国務大臣(小倉將信君) 末次議員から、地域公共交通活性化法案と人口減少対策との整合性について、少子化対策の観点からお尋ねがございました。

 少子化の進行は、人口の減少と高齢化を通じて、労働供給の減少、将来の経済や市場規模の縮小、地域社会の担い手の減少など、社会経済に多大なる影響を及ぼすものと考えております。

 本法律案は、人口減少等による長期的な利用者の落ち込みなどの状況を踏まえ、地域の関係者の連携、協働を通じ、利便性、持続可能性、生産性の高い地域公共交通ネットワークへの再構築を進めるためのものであると承知をしております。

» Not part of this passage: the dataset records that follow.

//! Middleware Module
//!
//! HTTP middleware that runs before handlers.
//!
//! # Architecture
//!
//! - **`auth`** - Request authenticator: resolves a principal from the bearer
//!   token and never rejects
//! - **`policy`** - Authorization policy: rejects requests without a principal
//!   unless the route is exempt
//!
//! The two are layered in that order, so authentication failures only ever
//! show up as "no principal".

pub mod auth;
pub mod policy;

pub use auth::{authenticate_request, bearer_token, AuthUser, AuthenticatedUser};
pub use policy::{is_public, require_principal};
//! Database test fixtures and utilities
//!
//! Every fixture gets its own in-memory SQLite database with migrations
//! applied, so tests are isolated without any cleanup.

use campus_chat::backend::auth::users::create_user;
use campus_chat::backend::auth::User;
use campus_chat::backend::server::config::connect_database;
use sqlx::SqlitePool;

/// Password every seeded user shares
pub const TEST_PASSWORD: &str = "password123";

/// Cheapest bcrypt cost, keeps seeding fast
pub const TEST_BCRYPT_COST: u32 = 4;

/// Create a migrated in-memory pool
pub async fn create_test_pool() -> SqlitePool {
    connect_database("sqlite::memory:")
        .await
        .expect("Failed to create test database pool")
}

/// Insert a user directly, bypassing the HTTP layer
pub async fn seed_user(pool: &SqlitePool, first_name: &str, surname: &str) -> User {
    let hash = bcrypt::hash(TEST_PASSWORD, TEST_BCRYPT_COST).expect("Failed to hash password");
    create_user(pool, first_name, surname, &hash)
        .await
        .expect("Failed to seed user")
}

/// Test database fixture
pub struct TestDatabase {
    pool: SqlitePool,
}

impl TestDatabase {
    /// Create a new test database fixture
    pub async fn new() -> Self {
        Self {
            pool: create_test_pool().await,
        }
    }

    /// Get the database pool
    pub fn pool(&self) -> &SqlitePool {
        &self.pool
    }

    /// Seed `count` users named `User<n> Test`
    pub async fn seed_users(&self, count: usize) -> Vec<User> {
        let mut users = Vec::with_capacity(count);
        for n in 0..count {
            users.push(seed_user(&self.pool, &format!("User{}", n), "Test").await);
        }
        users
    }
}
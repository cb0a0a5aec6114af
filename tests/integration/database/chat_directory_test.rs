//! Chat directory integration tests
//!
//! Verifies that a pair of users resolves to exactly one chat no matter the
//! argument order or interleaving, and that history stays ordered.

use assert_matches::assert_matches;
use campus_chat::backend::chat::{
    find_all_for_participant, find_chat_for_member, get_or_create_chat, history, send_message,
};
use campus_chat::backend::error::ChatError;
use pretty_assertions::assert_eq;

use crate::common::TestDatabase;

const MAX_CHARS: usize = 2000;

async fn chat_rows(db: &TestDatabase) -> i64 {
    sqlx::query_scalar("SELECT COUNT(*) FROM chats")
        .fetch_one(db.pool())
        .await
        .unwrap()
}

#[tokio::test]
async fn test_concurrent_reversed_get_or_create_yields_one_chat() {
    let db = TestDatabase::new().await;
    let users = db.seed_users(2).await;
    let (a, b) = (users[0].id, users[1].id);

    let (first, second) = tokio::join!(
        get_or_create_chat(db.pool(), a, b),
        get_or_create_chat(db.pool(), b, a)
    );

    let first = crate::assert_ok!(first);
    let second = crate::assert_ok!(second);
    assert_eq!(first, second);
    assert_eq!(chat_rows(&db).await, 1);
}

#[tokio::test]
async fn test_many_interleaved_calls_yield_one_chat() {
    let db = TestDatabase::new().await;
    let users = db.seed_users(2).await;
    let (a, b) = (users[0].id, users[1].id);

    let mut handles = Vec::new();
    for n in 0..16 {
        let pool = db.pool().clone();
        let (x, y) = if n % 2 == 0 { (a, b) } else { (b, a) };
        handles.push(tokio::spawn(async move { get_or_create_chat(&pool, x, y).await }));
    }

    let mut ids = Vec::new();
    for handle in handles {
        ids.push(handle.await.unwrap().unwrap().id);
    }
    ids.dedup();
    assert_eq!(ids.len(), 1);
    assert_eq!(chat_rows(&db).await, 1);
}

#[tokio::test]
async fn test_participants_are_stored_in_canonical_order() {
    let db = TestDatabase::new().await;
    let users = db.seed_users(2).await;

    let chat = get_or_create_chat(db.pool(), users[1].id, users[0].id)
        .await
        .unwrap();
    assert_eq!(chat.participants(), [users[0].id, users[1].id]);
}

#[tokio::test]
async fn test_unknown_participant() {
    let db = TestDatabase::new().await;
    let users = db.seed_users(1).await;

    let result = get_or_create_chat(db.pool(), users[0].id, 404).await;
    crate::assert_err!(result, ChatError::ParticipantNotFound(404));
    assert_eq!(chat_rows(&db).await, 0);
}

#[tokio::test]
async fn test_self_chat() {
    let db = TestDatabase::new().await;
    let users = db.seed_users(1).await;
    let me = users[0].id;

    let chat = get_or_create_chat(db.pool(), me, me).await.unwrap();
    assert!(chat.is_self_chat());
    assert_eq!(chat.recipients(), vec![me]);

    let again = get_or_create_chat(db.pool(), me, me).await.unwrap();
    assert_eq!(chat.id, again.id);
}

#[tokio::test]
async fn test_find_all_for_participant() {
    let db = TestDatabase::new().await;
    let users = db.seed_users(3).await;

    get_or_create_chat(db.pool(), users[0].id, users[1].id).await.unwrap();
    get_or_create_chat(db.pool(), users[2].id, users[0].id).await.unwrap();
    get_or_create_chat(db.pool(), users[1].id, users[2].id).await.unwrap();

    let chats = find_all_for_participant(db.pool(), users[0].id).await.unwrap();
    assert_eq!(chats.len(), 2);
    assert!(chats.iter().all(|chat| chat.has_participant(users[0].id)));

    assert_matches!(
        find_all_for_participant(db.pool(), 77).await,
        Err(ChatError::ParticipantNotFound(77))
    );
}

#[tokio::test]
async fn test_find_chat_for_member_rejects_outsider() {
    let db = TestDatabase::new().await;
    let users = db.seed_users(3).await;
    let chat = get_or_create_chat(db.pool(), users[0].id, users[1].id).await.unwrap();

    assert!(find_chat_for_member(db.pool(), chat.id, users[1].id).await.is_ok());
    assert_matches!(
        find_chat_for_member(db.pool(), chat.id, users[2].id).await,
        Err(ChatError::NotParticipant { .. })
    );
    assert_matches!(
        find_chat_for_member(db.pool(), chat.id + 100, users[0].id).await,
        Err(ChatError::ChatNotFound(_))
    );
}

#[tokio::test]
async fn test_send_message_checks_in_order() {
    let db = TestDatabase::new().await;
    let users = db.seed_users(3).await;
    let chat = get_or_create_chat(db.pool(), users[0].id, users[1].id).await.unwrap();

    assert_matches!(
        send_message(db.pool(), 999, users[0].id, "hi", MAX_CHARS).await,
        Err(ChatError::ChatNotFound(999))
    );
    assert_matches!(
        send_message(db.pool(), chat.id, 555, "hi", MAX_CHARS).await,
        Err(ChatError::SenderNotFound(555))
    );
    assert_matches!(
        send_message(db.pool(), chat.id, users[2].id, "hi", MAX_CHARS).await,
        Err(ChatError::SenderNotParticipant { .. })
    );
    assert_matches!(
        send_message(db.pool(), chat.id, users[0].id, "", MAX_CHARS).await,
        Err(ChatError::InvalidContent(_))
    );
    assert_matches!(
        send_message(db.pool(), chat.id, users[0].id, "abcdef", 5).await,
        Err(ChatError::InvalidContent(_))
    );

    assert!(history(db.pool(), chat.id).await.unwrap().is_empty());
}

#[tokio::test]
async fn test_history_is_ordered_by_send_time() {
    let db = TestDatabase::new().await;
    let users = db.seed_users(2).await;
    let chat = get_or_create_chat(db.pool(), users[0].id, users[1].id).await.unwrap();

    for n in 0..20 {
        let sender = users[n % 2].id;
        send_message(db.pool(), chat.id, sender, &format!("message {}", n), MAX_CHARS)
            .await
            .unwrap();
    }

    let messages = history(db.pool(), chat.id).await.unwrap();
    assert_eq!(messages.len(), 20);
    assert!(messages.windows(2).all(|w| w[0].sent_at < w[1].sent_at));
    assert_eq!(messages[0].content, "message 0");
    assert_eq!(messages[19].content, "message 19");
}

#[tokio::test]
async fn test_history_of_unknown_chat() {
    let db = TestDatabase::new().await;
    assert_matches!(history(db.pool(), 1).await, Err(ChatError::ChatNotFound(1)));
}
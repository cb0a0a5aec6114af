//! Backend Module
//!
//! All server-side code: the Axum HTTP server, authentication, the chat
//! directory and message router, and real-time delivery over WebSockets.
//!
//! # Architecture
//!
//! - **`server`** - Application state, configuration loading, initialization
//! - **`routes`** - HTTP route configuration and router assembly
//! - **`auth`** - Users, tokens and authentication handlers
//! - **`middleware`** - Request authenticator and route policy
//! - **`chat`** - Chat directory, message persistence, REST handlers
//! - **`realtime`** - Handshake, connection registry, fan-out, WebSocket loop
//! - **`error`** - Backend-specific error types

pub mod server;
pub mod routes;
pub mod auth;
pub mod middleware;
pub mod chat;
pub mod realtime;
pub mod error;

 少子化対策として、結婚や子育ての希望をかなえるための環境整備を進めることにより、結果として将来の持続可能な社会づくりにつなげていくと同時に、当面の人口減少を見据え、政府全体として、それに対応する地域社会づくりを進めていくことは極めて重要であるものと承知をしております。(拍手)

    ―――――――――――――

議長(細田博之君) 一谷勇一郎君。

    〔一谷勇一郎君登壇〕

一谷勇一郎君 日本維新の会の一谷勇一郎です。

 党を代表し、地域公共交通の活性化及び再生に関する法律等の一部を改正する法律案について質問いたします。(拍手)

 近代世界の発展は、工業分野で始まった技術革命が運輸、交通分野に波及し、人や物の大量輸送への道を開いた交通革命があってこそ実現したと歴史家が指摘しています。

 日本も例外ではありません。明治五年に新橋―横浜間で初の鉄道が開通したことを皮切りに、百五十年を経た今に至るまで、様々な公共交通機関が人と物をまさに日本経済の血流のように全国に行き渡らせ、長きにわたる経済発展を支えてきました。

 しかし、近年は、地方部から都市部への人口移動が加速し、その都市部でも人口減少局面に入りつつある現状で、長期的な視野の政策が整えられてこなかったことにより、日本経済を支えてきた公共交通機関は崩壊寸前の危機的状況に陥っています。

 私はタクシーをしばしば利用しますが、ここ二年ほど、自分自身より若い世代であろう運転手さんにお会いしたことがありません。タクシーのみならずバスも運転手の高齢化に加え、コロナ禍による需要の減少によって、多くの企業と運転手が廃業を余儀なくされ、供給不足に陥っています。

 一方、地方の鉄道では、多くの不採算路線が維持できるか否かの瀬戸際に立たされています。

 団塊の世代が七十五歳を迎える二〇二五年以降、自家用車の利用は更に減り、足の便を公共交通機関に頼られる方々の数は更に増えていくと予想されます。

 今こそ公共交通機関の再生に向けて動き出さなければ、日本社会は、交通手段を失った地方から、血流が十分に届かない手足のように次第に壊死していくおそれがあります。経済活動を滞らせず活性化するために、国として地域の公共交通機関をいかに維持していくのか、明確な処方箋と指針を示す必要があります。

 その上で、国土交通大臣にお伺いします。

 我が国の地域交通の現状及びこれまでの地域交通に対する政策の効果について、それぞれどのように評価されていますか。人口減少やコロナ禍によるテレワークなどの行動変容により、公共交通の需要の更なる変化や減少を迎えると見込まれる中、地域公共交通の在り方や公共交通への支援の方策について、どのような長期ビジョンを描いていらっしゃいますか。

 地域公共交通対策の課題の一つは、この分野に関する知識を持つ専門家が極めて少ないことです。その第一人者で国土交通省の様々な検討会等に参加しておられる名古屋大学の加藤博和教授によれば、この領域に関して見識を持ち、適切な分析や提案をできる方は、全国でも二十人前後にすぎないそうです。政府として、このような状況をどのように受け止めていますか。

 人口減少期における地方の公共機関の維持整備については、いまだ経験した国がありません。一般企業のこれまでの経験や知識だけでは適切な戦略を立てることは難しいと思料しますが、政府として何らかの対策を講じていくお考えはありますか。併せて国交大臣に答弁を求めます。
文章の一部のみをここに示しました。